Speaking with the Toronto Star, an Industry Canada spokesman said that Mr. Moore will “make an announcement about consumer choice and better services in the wireless market.”

However, this was enough for analysts to start speculating about what the Industry Minister will announce today. According to Cannacord Genuity head of research Dvai Ghose (who is often cited by the media) Moore may reveal the mandated wholesale rates incumbents will be allowed to charge competitors using their networks. This is expected to replace the pricing negotiated between the wireless players.

“We do not believe the announcement will be directly related to the 700 MHz auction” which is due to begin on Tuesday, Ghose said, referring to Ottawa’s upcoming sale of wireless spectrum licenses. In our view it is too late to make changes, and we believe that a further delay in the auction is highly unlikely.”

The government has sent out clear messages lately – especially since the media war began between Ottawa the incumbents – in which it publicized its plans to better protect consumer interest. As it turns out, the government will also amend telecommunications legislation to cap the wholesale rates charged by the incumbents to smaller players.

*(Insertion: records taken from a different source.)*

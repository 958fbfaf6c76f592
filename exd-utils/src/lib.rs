//! Shared utility functions for EXD crates.

/// Date utility functions
pub mod dates {
    use crate::error::DateError;
    use chrono::{DateTime, Datelike, NaiveDate, NaiveDateTime, NaiveTime};

    /// Short Spanish month names, as rendered by `es-ES` locales.
    pub const MONTHS_ES: [&str; 12] = [
        "ene", "feb", "mar", "abr", "may", "jun", "jul", "ago", "sept", "oct", "nov", "dic",
    ];

    const DATETIME_FORMATS: [&str; 4] = [
        "%Y-%m-%dT%H:%M:%S%.f",
        "%Y-%m-%dT%H:%M:%S",
        "%Y-%m-%dT%H:%M",
        "%Y-%m-%d %H:%M:%S",
    ];

    /// Format a date-time as a short month/year label, e.g. "ene 2025".
    pub fn short_month_label(date: &NaiveDateTime) -> String {
        format!("{} {}", MONTHS_ES[date.month0() as usize], date.year())
    }

    /// Format a date-time as "YYYY-MM".
    pub fn format_period(date: &NaiveDateTime) -> String {
        date.format("%Y-%m").to_string()
    }

    /// Parse an ISO-8601 date or date-time.
    ///
    /// Offsets (`Z`, `+01:00`) are honoured by keeping the wall-clock time of
    /// the record's own offset, so "2025-01-01T00:00:00+01:00" stays in January.
    pub fn parse_iso(s: &str) -> anyhow::Result<NaiveDateTime> {
        let s = s.trim();
        if let Ok(dt) = DateTime::parse_from_rfc3339(s) {
            return Ok(dt.naive_local());
        }
        for fmt in DATETIME_FORMATS {
            if let Ok(dt) = NaiveDateTime::parse_from_str(s, fmt) {
                return Ok(dt);
            }
        }
        let date = NaiveDate::parse_from_str(s, "%Y-%m-%d")?;
        Ok(date.and_time(NaiveTime::MIN))
    }

    fn is_digits(s: &str, len: std::ops::RangeInclusive<usize>) -> bool {
        len.contains(&s.len()) && s.bytes().all(|b| b.is_ascii_digit())
    }

    /// Parse an INE period code into the first day of the period.
    ///
    /// Monthly periods look like `2025M09`, quarterly `2025T3`, annual `2025`.
    /// Case and inner whitespace are ignored, so `2025 m 9` is September too.
    pub fn parse_ine_period(s: &str) -> Result<NaiveDate, DateError> {
        let s = s.trim();
        let bad = || DateError(format!("unrecognised INE period '{}'", s));
        let compact: String = s
            .chars()
            .filter(|c| !c.is_whitespace())
            .collect::<String>()
            .to_ascii_uppercase();

        let (year, month) = if let Some((year, month)) = compact.split_once('M') {
            if !is_digits(month, 1..=2) {
                return Err(bad());
            }
            (year, month.parse::<u32>().map_err(|_| bad())?)
        } else if let Some((year, quarter)) = compact.split_once('T') {
            let quarter = quarter.parse::<u32>().map_err(|_| bad())?;
            if !(1..=4).contains(&quarter) {
                return Err(bad());
            }
            (year, (quarter - 1) * 3 + 1)
        } else {
            (compact.as_str(), 1)
        };

        if !is_digits(year, 4..=4) {
            return Err(bad());
        }
        let year = year.parse::<i32>().map_err(|_| bad())?;
        NaiveDate::from_ymd_opt(year, month, 1).ok_or_else(bad)
    }

    /// Parse a month written with a slash or dash: `2025-01`, `2025/1`,
    /// `01/2025` or `1-2025`. The four-digit side is the year.
    pub fn parse_month_period(s: &str) -> Result<NaiveDate, DateError> {
        let s = s.trim();
        let bad = || DateError(format!("unrecognised month period '{}'", s));
        let (left, right) = s.split_once(|c| c == '/' || c == '-').ok_or_else(bad)?;

        let (year, month) = if is_digits(left, 4..=4) && is_digits(right, 1..=2) {
            (left, right)
        } else if is_digits(left, 1..=2) && is_digits(right, 4..=4) {
            (right, left)
        } else {
            return Err(bad());
        };
        let year = year.parse::<i32>().map_err(|_| bad())?;
        let month = month.parse::<u32>().map_err(|_| bad())?;
        NaiveDate::from_ymd_opt(year, month, 1).ok_or_else(bad)
    }

    /// Convert epoch milliseconds (UTC) into a naive date-time.
    pub fn from_epoch_millis(millis: i64) -> Option<NaiveDateTime> {
        DateTime::from_timestamp_millis(millis).map(|dt| dt.naive_utc())
    }

    /// Parse any textual date the data files carry: ISO-8601 first, then INE
    /// periods, then slash/dash month periods.
    pub fn parse_observation_date(s: &str) -> Option<NaiveDateTime> {
        if let Ok(dt) = parse_iso(s) {
            return Some(dt);
        }
        parse_ine_period(s)
            .or_else(|_| parse_month_period(s))
            .ok()
            .map(|date| date.and_time(NaiveTime::MIN))
    }

}

/// Number parsing and Spanish-style formatting
pub mod numbers {
    /// Parse a numeric string, accepting Spanish notation ("1.234,5").
    ///
    /// Strings containing a comma are read as Spanish (dots are thousands
    /// separators); anything else is parsed as a plain decimal.
    pub fn parse_number(s: &str) -> Option<f64> {
        let s = s.trim();
        if s.is_empty() || matches!(s.to_lowercase().as_str(), "nan" | "na" | "none") {
            return None;
        }
        if s.contains(',') {
            return s.replace('.', "").replace(',', ".").parse::<f64>().ok();
        }
        s.parse::<f64>().ok()
    }

    /// Format a value with Spanish separators, e.g. 1234.5 -> "1.234,50".
    pub fn format_es(value: f64, decimals: usize) -> String {
        if !value.is_finite() {
            return "s/d".to_string();
        }
        let fixed = format!("{:.*}", decimals, value.abs());
        let (int_part, frac_part) = match fixed.split_once('.') {
            Some((i, f)) => (i, Some(f)),
            None => (fixed.as_str(), None),
        };

        let mut grouped = String::with_capacity(int_part.len() + int_part.len() / 3);
        for (i, ch) in int_part.chars().enumerate() {
            if i > 0 && (int_part.len() - i) % 3 == 0 {
                grouped.push('.');
            }
            grouped.push(ch);
        }

        let sign = if value < 0.0 && fixed.chars().any(|c| c != '0' && c != '.') {
            "-"
        } else {
            ""
        };
        match frac_part {
            Some(frac) => format!("{}{},{}", sign, grouped, frac),
            None => format!("{}{}", sign, grouped),
        }
    }

    /// Percentage change from `previous` to `last`; none when previous is missing or zero.
    pub fn pct_change(last: f64, previous: Option<f64>) -> Option<f64> {
        match previous {
            Some(prev) if prev != 0.0 && prev.is_finite() && last.is_finite() => {
                Some((last - prev) / prev * 100.0)
            }
            _ => None,
        }
    }

}

/// Error types
pub mod error {
    use std::fmt;

    #[derive(Debug)]
    pub struct DateError(pub String);

    impl fmt::Display for DateError {
        fn fmt(&self, f: &mut fmt::Formatter<'_>) -> fmt::Result {
            write!(f, "Date error: {}", self.0)
        }
    }

    impl std::error::Error for DateError {}
}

Wholesale roaming rates have captured the headlines recently: new entrants such as Wind Mobile have argued that incumbents charge them too much, often more than the Big 3 charge their own customers. This prevents smaller players from offering more choice, lower prices, and better service.

“While cheaper domestic roaming could help new entrants, we wonder how many will be left to take advantage and whether it will really make much difference to industry dynamics — Public Mobile was recently acquired by Telus and Mobilicity is operating under CCAA,” Ghose added. “We believe that cheaper domestic wholesale roaming could merely result in cheaper roaming fees for Videotron and EastLink when their customers travel out of region.”

There is a catch though: if the government opts for (too) low roaming rates, it cuts the incentive of wireless startups to build their own networks and use their own spectrum. This, however, doesn’t seem to be Ottawa’s aim.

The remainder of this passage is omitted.